You definitely do **not** need to go to college just because you might take over your parents’ business.

The bigger question is whether college is the **best tool for you**.

If you already know you like hands-on work, dealing with people, and being in the real world instead of a classroom, that matters. A lot. Some people do great in college. Other people learn way faster by actually working, solving problems, talking to customers, and seeing how a business runs day to day.

If I were in your position, I’d think about it like this:

If you want to take over the business one day, your job is to become someone who can actually run it well, not just someone who is related to the owner. That means learning the business from the ground up.

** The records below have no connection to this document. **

// SPDX-License-Identifier: AGPL-3.0-or-later
//! Subscription share links
//!
//! Clients always reach the inbound through the TLS front end on port 443.

use base64::engine::general_purpose::STANDARD;
use base64::Engine;
use serde::Serialize;
use url::form_urlencoded;

use crate::catalog::Protocol;
use crate::error::Result;
use crate::spec::InboundSpec;

const PUBLIC_PORT: &str = "443";
const QR_ENDPOINT: &str = "https://api.qrserver.com/v1/create-qr-code/?size=220x220&data=";

/// VMess share payload; field order is the order clients expect
#[derive(Debug, Serialize)]
struct VmessPayload<'a> {
    v: &'a str,
    ps: &'a str,
    add: &'a str,
    port: &'a str,
    id: &'a str,
    aid: &'a str,
    net: String,
    #[serde(rename = "type")]
    kind: &'a str,
    host: &'a str,
    path: &'a str,
    tls: &'a str,
}

/// Build the share URI for an inbound
pub fn build_link(spec: &InboundSpec, domain: &str) -> Result<String> {
    match spec.protocol.parse::<Protocol>()? {
        Protocol::Vmess => build_vmess(spec, domain),
        Protocol::Vless => Ok(build_vless(spec, domain)),
    }
}

fn build_vmess(spec: &InboundSpec, domain: &str) -> Result<String> {
    let payload = VmessPayload {
        v: "2",
        ps: &spec.tag,
        add: domain,
        port: PUBLIC_PORT,
        id: &spec.uuid,
        aid: "0",
        net: transport_alias(&spec.transport),
        kind: "none",
        host: domain,
        path: &spec.path,
        tls: "tls",
    };
    let raw = serde_json::to_vec(&payload)?;
    Ok(format!("vmess://{}", STANDARD.encode(raw)))
}

fn build_vless(spec: &InboundSpec, domain: &str) -> String {
    let query = form_urlencoded::Serializer::new(String::new())
        .append_pair("encryption", "none")
        .append_pair("security", "tls")
        .append_pair("type", &transport_alias(&spec.transport))
        .append_pair("host", domain)
        .append_pair("path", &spec.path)
        .finish();
    format!(
        "vless://{}@{}:{}?{}#{}",
        spec.uuid, domain, PUBLIC_PORT, query, spec.tag
    )
}

/// Client-facing name of a transport
pub fn transport_alias(transport: &str) -> String {
    match transport.to_lowercase().as_str() {
        "http" => "h2".to_string(),
        "ws" => "ws".to_string(),
        _ => transport.to_string(),
    }
}

/// URL of a QR code image encoding `link`
pub fn qr_code_url(link: &str) -> String {
    let encoded: String = form_urlencoded::byte_serialize(link.as_bytes()).collect();
    format!("{QR_ENDPOINT}{encoded}")
}
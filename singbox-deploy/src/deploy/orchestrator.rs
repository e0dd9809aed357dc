// SPDX-License-Identifier: AGPL-3.0-or-later
//! Deployment pipeline
//!
//! Stages run in a fixed order and the first failure aborts the run. Files
//! written by earlier stages are left in place.

use std::collections::BTreeMap;
use std::path::Path;
use std::sync::Arc;
use std::time::Instant;

use tracing::{debug, info};

use super::{DeploymentOptions, ResolvedOptions};
use crate::artifacts::{
    common_config, ensure_dir, to_json_bytes, wrap_inbound, write_file, COMMON_CONFIG_NAME, CONFIG_MODE, DIR_MODE,
    INBOUND_FILE_PREFIX, SHARED_DIR_MODE,
};
use crate::catalog::{normalize_keys, InboundKind};
use crate::error::{Result, Stage, StageContext};
use crate::share::build_link;
use crate::spec::InboundSpec;
use crate::state::{Inbound, State};
use crate::templates::{RenderContext, TemplateSet};
use crate::tls::{KeyPairGenerator, KeyPairRequest, SingBoxKeyPairGenerator, TlsProvisioner};

/// Runs deployments against a fixed template set
pub struct Deployer {
    templates: TemplateSet,
    generator: Option<Arc<dyn KeyPairGenerator>>,
}

impl Deployer {
    /// Create a deployer; fails if the templates do not cover the catalog
    pub fn new(templates: TemplateSet) -> Result<Self> {
        templates.validate()?;
        Ok(Self {
            templates,
            generator: None,
        })
    }

    /// Use `generator` instead of invoking the configured sing-box binary
    pub fn with_generator(mut self, generator: Arc<dyn KeyPairGenerator>) -> Self {
        self.generator = Some(generator);
        self
    }

    /// Render, write and record a full deployment
    pub async fn run(&self, options: &DeploymentOptions) -> Result<State> {
        let start_time = Instant::now();
        let opts = options.resolve().in_stage(Stage::Validate)?;

        let kinds = normalize_keys(&opts.inbound_keys).in_stage(Stage::Normalize)?;
        info!(
            domain = %opts.domain,
            inbounds = kinds.len(),
            root = %opts.root_dir.display(),
            "Starting deployment"
        );

        let mut specs = BTreeMap::new();
        for kind in &kinds {
            let spec = InboundSpec::generate(*kind, &opts.domain).in_stage(Stage::BuildSpecs)?;
            debug!(key = %kind, tag = %spec.tag, port = spec.listen_port, "Built inbound spec");
            specs.insert(*kind, spec);
        }

        let ctx = RenderContext {
            domain: opts.domain.clone(),
            email: opts.email.clone(),
            inbounds: specs,
            tls_key_path: opts.tls_key_path.clone(),
            tls_cert_path: opts.tls_cert_path.clone(),
        };
        let rendered = self.templates.render_inbounds(&ctx).in_stage(Stage::Render)?;
        let caddy = self.templates.render_caddy(&ctx).in_stage(Stage::Render)?;

        write_inbound_files(&opts.root_dir, &ctx.inbounds, &rendered).in_stage(Stage::WriteInbounds)?;
        write_common_config(&opts.root_dir).in_stage(Stage::WriteCommon)?;

        let status = self
            .provisioner(&opts)
            .ensure_key_pair(&KeyPairRequest {
                domain: &opts.domain,
                key_path: &opts.tls_key_path,
                cert_path: &opts.tls_cert_path,
                key_bits: opts.key_bits,
            })
            .await
            .in_stage(Stage::TlsKeyPair)?;
        debug!(?status, "TLS key pair ready");

        write_caddy_file(&opts.caddy_file, &caddy).in_stage(Stage::WriteCaddy)?;

        let mut inbounds = Vec::with_capacity(kinds.len());
        let mut body = format!("# Subscriptions for {}\n\n", opts.domain);
        for kind in &kinds {
            let spec = &ctx.inbounds[kind];
            let link = build_link(spec, &opts.domain).in_stage(Stage::ShareLinks)?;
            body.push_str(&format!("[{}]\n{}\n\n", spec.tag, link));
            inbounds.push(Inbound {
                key: spec.key.clone(),
                tag: spec.tag.clone(),
                protocol: spec.protocol.clone(),
                transport: spec.transport.clone(),
                listen_port: spec.listen_port,
                uuid: spec.uuid.clone(),
                path: spec.path.clone(),
                host: spec.host.clone(),
                share_url: link,
            });
        }

        let subscription_file = opts.subscription_file();
        write_subscription(&opts.subscription_dir, &subscription_file, &body).in_stage(Stage::WriteSubscription)?;

        let mut state = State {
            domain: opts.domain.clone(),
            email: opts.email.clone(),
            root_dir: opts.root_dir.clone(),
            caddy_file: opts.caddy_file.clone(),
            subscription_file,
            inbounds,
            last_updated: chrono::Utc::now(),
        };
        state.save(&opts.state_file).in_stage(Stage::SaveState)?;

        info!(
            domain = %state.domain,
            inbounds = state.inbounds.len(),
            duration_ms = start_time.elapsed().as_millis() as u64,
            "Deployment completed"
        );
        Ok(state)
    }

    fn provisioner(&self, opts: &ResolvedOptions) -> TlsProvisioner {
        let generator = match &self.generator {
            Some(generator) => Arc::clone(generator),
            None => Arc::new(SingBoxKeyPairGenerator::new(
                opts.sing_box_bin.clone(),
                opts.generate_timeout,
            )),
        };
        TlsProvisioner::new(generator)
    }
}

fn write_inbound_files(
    root: &Path,
    specs: &BTreeMap<InboundKind, InboundSpec>,
    rendered: &BTreeMap<InboundKind, String>,
) -> Result<()> {
    ensure_dir(root, DIR_MODE)?;
    for (kind, content) in rendered {
        let spec = &specs[kind];
        let file = root.join(format!("{INBOUND_FILE_PREFIX}{}", spec.file_name));
        write_file(&file, &wrap_inbound(content)?, CONFIG_MODE)?;
        info!(key = %kind, path = %file.display(), "Wrote inbound config");
    }
    Ok(())
}

fn write_common_config(root: &Path) -> Result<()> {
    ensure_dir(root, DIR_MODE)?;
    let path = root.join(COMMON_CONFIG_NAME);
    write_file(&path, &to_json_bytes(&common_config())?, CONFIG_MODE)?;
    info!(path = %path.display(), "Wrote common config");
    Ok(())
}

fn write_caddy_file(path: &Path, content: &str) -> Result<()> {
    if let Some(parent) = path.parent() {
        ensure_dir(parent, SHARED_DIR_MODE)?;
    }
    let mut bytes = content.as_bytes().to_vec();
    bytes.push(b'\n');
    write_file(path, &bytes, CONFIG_MODE)?;
    info!(path = %path.display(), "Wrote Caddy config");
    Ok(())
}

fn write_subscription(dir: &Path, file: &Path, body: &str) -> Result<()> {
    ensure_dir(dir, DIR_MODE)?;
    write_file(file, body.as_bytes(), CONFIG_MODE)?;
    info!(path = %file.display(), "Wrote subscription file");
    Ok(())
}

Learn how to deal with customers, how to handle pressure, how the company makes money, what things cost, how pricing works, how employees are managed, and what makes a good or bad month. Those skills matter a lot.

College can still be worth it, but it is not automatically the right move. Recent U.S. labor data still show that people with bachelor’s degrees earn more on average than people with only a high school diploma. At the same time, research also shows college does **not** pay off equally for everyone, especially if it is expensive, takes too long, or the degree is not very useful. So the right question is not “Should I go because everyone says I should?” It is “Will this help me enough to justify the time and cost?”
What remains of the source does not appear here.